■ **To do**: Beginning with the very first line, please reproduce the entries exactly through the line containing "pub const TIMEOUT: Duration".

Data excerpts:
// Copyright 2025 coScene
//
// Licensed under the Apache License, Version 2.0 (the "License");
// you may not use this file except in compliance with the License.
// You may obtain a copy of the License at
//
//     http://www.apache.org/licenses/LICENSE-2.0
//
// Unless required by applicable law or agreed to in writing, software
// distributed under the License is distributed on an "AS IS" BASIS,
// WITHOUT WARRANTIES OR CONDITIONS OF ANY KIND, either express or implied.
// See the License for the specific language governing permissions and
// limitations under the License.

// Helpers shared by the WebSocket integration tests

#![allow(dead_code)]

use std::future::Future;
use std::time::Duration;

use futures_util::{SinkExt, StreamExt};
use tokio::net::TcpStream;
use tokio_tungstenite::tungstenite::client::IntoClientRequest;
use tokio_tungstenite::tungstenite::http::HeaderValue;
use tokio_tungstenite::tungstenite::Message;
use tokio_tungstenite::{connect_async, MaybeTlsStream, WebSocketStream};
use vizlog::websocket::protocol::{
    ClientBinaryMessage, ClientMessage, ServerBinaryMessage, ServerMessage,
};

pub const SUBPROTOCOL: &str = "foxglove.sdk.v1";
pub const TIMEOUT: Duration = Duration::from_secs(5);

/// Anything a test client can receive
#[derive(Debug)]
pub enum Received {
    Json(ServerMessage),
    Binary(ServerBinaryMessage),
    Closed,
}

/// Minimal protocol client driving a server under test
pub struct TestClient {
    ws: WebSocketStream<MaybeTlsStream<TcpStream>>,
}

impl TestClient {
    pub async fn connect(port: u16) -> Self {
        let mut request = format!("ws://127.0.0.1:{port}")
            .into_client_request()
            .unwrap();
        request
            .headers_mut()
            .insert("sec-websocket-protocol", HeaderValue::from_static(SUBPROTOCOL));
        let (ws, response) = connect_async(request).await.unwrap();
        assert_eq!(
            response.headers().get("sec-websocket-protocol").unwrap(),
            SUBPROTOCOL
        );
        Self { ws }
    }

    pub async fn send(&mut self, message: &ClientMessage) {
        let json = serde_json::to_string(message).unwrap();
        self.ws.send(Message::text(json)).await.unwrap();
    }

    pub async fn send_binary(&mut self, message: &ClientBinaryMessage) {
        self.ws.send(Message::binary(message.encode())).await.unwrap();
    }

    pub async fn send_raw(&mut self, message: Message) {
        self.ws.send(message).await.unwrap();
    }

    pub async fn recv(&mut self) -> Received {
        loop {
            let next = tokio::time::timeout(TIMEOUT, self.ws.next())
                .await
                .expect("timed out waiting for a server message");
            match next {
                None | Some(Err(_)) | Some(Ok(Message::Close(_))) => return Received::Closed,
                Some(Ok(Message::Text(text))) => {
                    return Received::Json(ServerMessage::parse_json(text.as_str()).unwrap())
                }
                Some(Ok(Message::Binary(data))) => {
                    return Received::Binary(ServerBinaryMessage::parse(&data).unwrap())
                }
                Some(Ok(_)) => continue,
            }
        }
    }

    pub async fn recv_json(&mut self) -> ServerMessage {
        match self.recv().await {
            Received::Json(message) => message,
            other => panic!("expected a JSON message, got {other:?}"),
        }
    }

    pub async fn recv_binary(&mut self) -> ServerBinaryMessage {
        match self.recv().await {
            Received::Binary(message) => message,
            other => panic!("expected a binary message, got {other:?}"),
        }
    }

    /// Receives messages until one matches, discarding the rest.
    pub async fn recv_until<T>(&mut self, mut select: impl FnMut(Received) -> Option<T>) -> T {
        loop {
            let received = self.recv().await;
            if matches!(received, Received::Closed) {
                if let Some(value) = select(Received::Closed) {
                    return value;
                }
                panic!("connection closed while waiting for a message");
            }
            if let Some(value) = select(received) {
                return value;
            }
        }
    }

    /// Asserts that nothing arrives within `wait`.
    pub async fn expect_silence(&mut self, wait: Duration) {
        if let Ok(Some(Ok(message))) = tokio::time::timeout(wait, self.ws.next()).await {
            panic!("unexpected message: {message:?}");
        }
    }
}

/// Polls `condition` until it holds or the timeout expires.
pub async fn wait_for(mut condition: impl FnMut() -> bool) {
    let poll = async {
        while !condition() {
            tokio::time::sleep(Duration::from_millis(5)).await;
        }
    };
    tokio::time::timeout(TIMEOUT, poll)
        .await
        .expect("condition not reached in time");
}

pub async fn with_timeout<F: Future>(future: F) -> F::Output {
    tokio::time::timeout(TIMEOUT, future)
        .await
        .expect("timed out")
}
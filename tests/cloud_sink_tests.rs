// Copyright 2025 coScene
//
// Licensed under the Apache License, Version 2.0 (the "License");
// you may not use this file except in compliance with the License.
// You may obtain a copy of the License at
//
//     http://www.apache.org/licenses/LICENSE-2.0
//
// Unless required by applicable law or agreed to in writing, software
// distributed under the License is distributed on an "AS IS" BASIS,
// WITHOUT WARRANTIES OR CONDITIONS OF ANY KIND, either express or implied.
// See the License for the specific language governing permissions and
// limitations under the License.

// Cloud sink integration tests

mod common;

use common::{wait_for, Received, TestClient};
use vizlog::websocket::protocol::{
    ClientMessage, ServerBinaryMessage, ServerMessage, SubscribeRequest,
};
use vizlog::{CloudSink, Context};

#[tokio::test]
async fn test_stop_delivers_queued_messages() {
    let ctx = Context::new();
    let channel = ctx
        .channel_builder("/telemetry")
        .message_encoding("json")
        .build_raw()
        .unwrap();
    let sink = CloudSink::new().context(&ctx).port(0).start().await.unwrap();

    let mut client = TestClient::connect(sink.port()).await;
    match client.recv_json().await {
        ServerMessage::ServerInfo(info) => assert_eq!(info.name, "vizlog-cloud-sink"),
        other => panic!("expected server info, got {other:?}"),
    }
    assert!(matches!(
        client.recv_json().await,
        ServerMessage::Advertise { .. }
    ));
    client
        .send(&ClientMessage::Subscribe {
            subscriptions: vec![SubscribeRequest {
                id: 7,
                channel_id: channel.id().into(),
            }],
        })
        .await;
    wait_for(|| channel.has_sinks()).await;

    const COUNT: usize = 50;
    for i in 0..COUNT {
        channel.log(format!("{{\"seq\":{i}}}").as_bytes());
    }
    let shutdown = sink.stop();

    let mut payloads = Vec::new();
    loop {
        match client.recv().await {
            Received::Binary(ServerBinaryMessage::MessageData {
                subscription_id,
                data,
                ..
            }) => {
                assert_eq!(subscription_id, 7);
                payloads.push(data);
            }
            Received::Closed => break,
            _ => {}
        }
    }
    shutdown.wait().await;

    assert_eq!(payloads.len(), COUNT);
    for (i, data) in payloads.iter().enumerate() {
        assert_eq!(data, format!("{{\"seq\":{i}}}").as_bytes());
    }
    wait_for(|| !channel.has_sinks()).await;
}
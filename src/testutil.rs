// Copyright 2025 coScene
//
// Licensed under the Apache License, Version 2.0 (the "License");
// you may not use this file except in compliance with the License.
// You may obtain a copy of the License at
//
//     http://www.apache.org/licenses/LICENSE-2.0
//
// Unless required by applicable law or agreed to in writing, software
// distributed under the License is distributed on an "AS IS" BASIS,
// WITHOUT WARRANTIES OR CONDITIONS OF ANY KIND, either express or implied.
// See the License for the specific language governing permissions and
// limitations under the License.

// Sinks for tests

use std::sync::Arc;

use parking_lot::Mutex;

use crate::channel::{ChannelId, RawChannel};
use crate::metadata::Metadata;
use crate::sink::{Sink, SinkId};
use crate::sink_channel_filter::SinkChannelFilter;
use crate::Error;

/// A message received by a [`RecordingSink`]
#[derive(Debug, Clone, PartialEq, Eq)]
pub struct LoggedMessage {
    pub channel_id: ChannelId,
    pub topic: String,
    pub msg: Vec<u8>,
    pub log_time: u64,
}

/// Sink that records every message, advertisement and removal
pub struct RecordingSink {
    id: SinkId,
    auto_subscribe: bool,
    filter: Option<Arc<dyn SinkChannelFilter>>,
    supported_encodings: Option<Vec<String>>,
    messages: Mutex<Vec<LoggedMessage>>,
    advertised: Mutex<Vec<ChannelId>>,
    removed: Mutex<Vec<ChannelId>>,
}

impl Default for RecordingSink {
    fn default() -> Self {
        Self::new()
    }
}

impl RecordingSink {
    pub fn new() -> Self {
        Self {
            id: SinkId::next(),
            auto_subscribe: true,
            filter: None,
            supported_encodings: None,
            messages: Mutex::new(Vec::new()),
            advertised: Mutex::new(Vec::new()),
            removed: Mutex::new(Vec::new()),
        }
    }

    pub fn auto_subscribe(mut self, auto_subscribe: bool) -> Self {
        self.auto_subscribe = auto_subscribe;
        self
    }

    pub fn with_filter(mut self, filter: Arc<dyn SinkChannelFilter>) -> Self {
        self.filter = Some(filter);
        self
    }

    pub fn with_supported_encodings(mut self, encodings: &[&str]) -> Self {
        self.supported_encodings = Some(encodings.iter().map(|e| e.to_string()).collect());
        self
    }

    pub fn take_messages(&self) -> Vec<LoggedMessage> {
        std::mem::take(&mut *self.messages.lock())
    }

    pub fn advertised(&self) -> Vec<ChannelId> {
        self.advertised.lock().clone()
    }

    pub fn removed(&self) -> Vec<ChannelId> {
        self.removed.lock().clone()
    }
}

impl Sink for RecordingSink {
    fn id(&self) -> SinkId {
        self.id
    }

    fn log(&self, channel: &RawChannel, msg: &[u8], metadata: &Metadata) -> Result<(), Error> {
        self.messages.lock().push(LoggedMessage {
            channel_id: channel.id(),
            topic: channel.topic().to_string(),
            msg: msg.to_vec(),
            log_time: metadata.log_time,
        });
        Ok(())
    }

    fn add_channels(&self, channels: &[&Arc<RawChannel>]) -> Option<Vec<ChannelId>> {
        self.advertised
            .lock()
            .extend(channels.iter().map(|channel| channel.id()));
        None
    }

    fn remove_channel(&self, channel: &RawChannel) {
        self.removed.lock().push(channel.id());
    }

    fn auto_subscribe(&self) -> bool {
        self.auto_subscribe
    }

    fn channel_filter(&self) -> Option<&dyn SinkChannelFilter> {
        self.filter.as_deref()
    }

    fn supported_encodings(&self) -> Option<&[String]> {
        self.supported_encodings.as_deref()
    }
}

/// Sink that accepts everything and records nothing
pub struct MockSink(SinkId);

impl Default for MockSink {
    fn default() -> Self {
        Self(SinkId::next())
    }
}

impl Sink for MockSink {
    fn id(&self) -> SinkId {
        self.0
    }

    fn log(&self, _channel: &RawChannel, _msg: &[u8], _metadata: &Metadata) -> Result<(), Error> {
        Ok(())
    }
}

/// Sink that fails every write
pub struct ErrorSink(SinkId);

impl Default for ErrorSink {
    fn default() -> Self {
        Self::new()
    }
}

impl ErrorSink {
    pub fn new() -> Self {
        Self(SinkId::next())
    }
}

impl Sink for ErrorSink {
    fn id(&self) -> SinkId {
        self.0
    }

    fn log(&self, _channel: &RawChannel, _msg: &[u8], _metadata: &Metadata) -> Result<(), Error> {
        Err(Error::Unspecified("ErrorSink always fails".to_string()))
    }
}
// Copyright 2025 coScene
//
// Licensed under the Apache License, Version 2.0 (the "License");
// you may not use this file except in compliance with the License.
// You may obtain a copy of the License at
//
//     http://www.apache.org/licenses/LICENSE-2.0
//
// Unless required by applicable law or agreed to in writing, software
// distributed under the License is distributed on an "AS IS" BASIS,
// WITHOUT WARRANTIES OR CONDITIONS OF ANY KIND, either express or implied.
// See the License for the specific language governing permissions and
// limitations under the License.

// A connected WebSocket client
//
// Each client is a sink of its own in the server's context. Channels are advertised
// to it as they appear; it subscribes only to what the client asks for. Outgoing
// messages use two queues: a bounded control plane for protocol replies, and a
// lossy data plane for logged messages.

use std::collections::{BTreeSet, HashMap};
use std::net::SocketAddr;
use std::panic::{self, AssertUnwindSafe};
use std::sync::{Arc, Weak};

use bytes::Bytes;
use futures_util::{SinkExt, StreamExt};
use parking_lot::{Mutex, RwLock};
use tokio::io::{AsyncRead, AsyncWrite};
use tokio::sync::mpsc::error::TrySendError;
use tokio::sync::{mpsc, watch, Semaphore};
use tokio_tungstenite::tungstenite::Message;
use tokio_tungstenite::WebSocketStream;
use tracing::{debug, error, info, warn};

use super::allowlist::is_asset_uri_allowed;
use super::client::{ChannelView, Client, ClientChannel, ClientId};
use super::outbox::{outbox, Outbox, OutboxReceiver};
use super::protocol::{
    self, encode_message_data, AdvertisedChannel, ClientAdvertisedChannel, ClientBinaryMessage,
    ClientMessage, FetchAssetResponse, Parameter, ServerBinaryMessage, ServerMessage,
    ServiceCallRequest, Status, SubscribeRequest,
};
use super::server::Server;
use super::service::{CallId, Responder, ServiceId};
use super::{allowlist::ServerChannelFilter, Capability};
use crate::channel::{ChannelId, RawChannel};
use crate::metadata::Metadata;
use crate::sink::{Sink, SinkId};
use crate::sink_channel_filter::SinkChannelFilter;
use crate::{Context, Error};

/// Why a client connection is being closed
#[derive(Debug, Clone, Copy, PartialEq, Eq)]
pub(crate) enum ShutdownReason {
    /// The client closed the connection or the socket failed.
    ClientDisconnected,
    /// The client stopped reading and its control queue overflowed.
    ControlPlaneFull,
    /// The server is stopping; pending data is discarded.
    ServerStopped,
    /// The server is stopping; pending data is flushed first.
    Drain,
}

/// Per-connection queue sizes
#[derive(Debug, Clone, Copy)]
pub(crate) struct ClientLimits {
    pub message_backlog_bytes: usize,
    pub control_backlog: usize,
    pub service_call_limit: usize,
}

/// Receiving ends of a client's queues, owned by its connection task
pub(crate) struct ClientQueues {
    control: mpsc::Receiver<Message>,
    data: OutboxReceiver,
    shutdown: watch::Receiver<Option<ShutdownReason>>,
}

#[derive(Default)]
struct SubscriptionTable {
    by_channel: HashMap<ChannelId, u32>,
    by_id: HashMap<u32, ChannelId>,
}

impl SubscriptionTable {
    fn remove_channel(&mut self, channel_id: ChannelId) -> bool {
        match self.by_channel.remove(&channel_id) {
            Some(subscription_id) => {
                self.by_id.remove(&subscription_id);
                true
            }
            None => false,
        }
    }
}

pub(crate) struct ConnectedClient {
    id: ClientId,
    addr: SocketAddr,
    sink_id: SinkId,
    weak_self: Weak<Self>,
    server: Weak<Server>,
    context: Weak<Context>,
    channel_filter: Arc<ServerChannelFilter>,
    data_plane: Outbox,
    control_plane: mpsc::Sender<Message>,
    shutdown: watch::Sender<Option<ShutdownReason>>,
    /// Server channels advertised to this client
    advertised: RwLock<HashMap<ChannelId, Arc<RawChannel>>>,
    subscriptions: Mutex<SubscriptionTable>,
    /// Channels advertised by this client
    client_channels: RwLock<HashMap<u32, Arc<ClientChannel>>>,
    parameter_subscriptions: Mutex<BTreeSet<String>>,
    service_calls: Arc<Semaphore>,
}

■ **Answer box**:
// Copyright 2025 coScene
//
// Licensed under the Apache License, Version 2.0 (the "License");
// you may not use this file except in compliance with the License.
// You may obtain a copy of the License at
//
//     http://www.apache.org/licenses/LICENSE-2.0
//
// Unless required by applicable law or agreed to in writing, software
// distributed under the License is distributed on an "AS IS" BASIS,
// WITHOUT WARRANTIES OR CONDITIONS OF ANY KIND, either express or implied.
// See the License for the specific language governing permissions and
// limitations under the License.

// Helpers shared by the WebSocket integration tests

#![allow(dead_code)]

use std::future::Future;
use std::time::Duration;

use futures_util::{SinkExt, StreamExt};
use tokio::net::TcpStream;
use tokio_tungstenite::tungstenite::client::IntoClientRequest;
use tokio_tungstenite::tungstenite::http::HeaderValue;
use tokio_tungstenite::tungstenite::Message;
use tokio_tungstenite::{connect_async, MaybeTlsStream, WebSocketStream};
use vizlog::websocket::protocol::{
    ClientBinaryMessage, ClientMessage, ServerBinaryMessage, ServerMessage,
};

pub const SUBPROTOCOL: &str = "foxglove.sdk.v1";
pub const TIMEOUT: Duration = Duration::from_secs(5);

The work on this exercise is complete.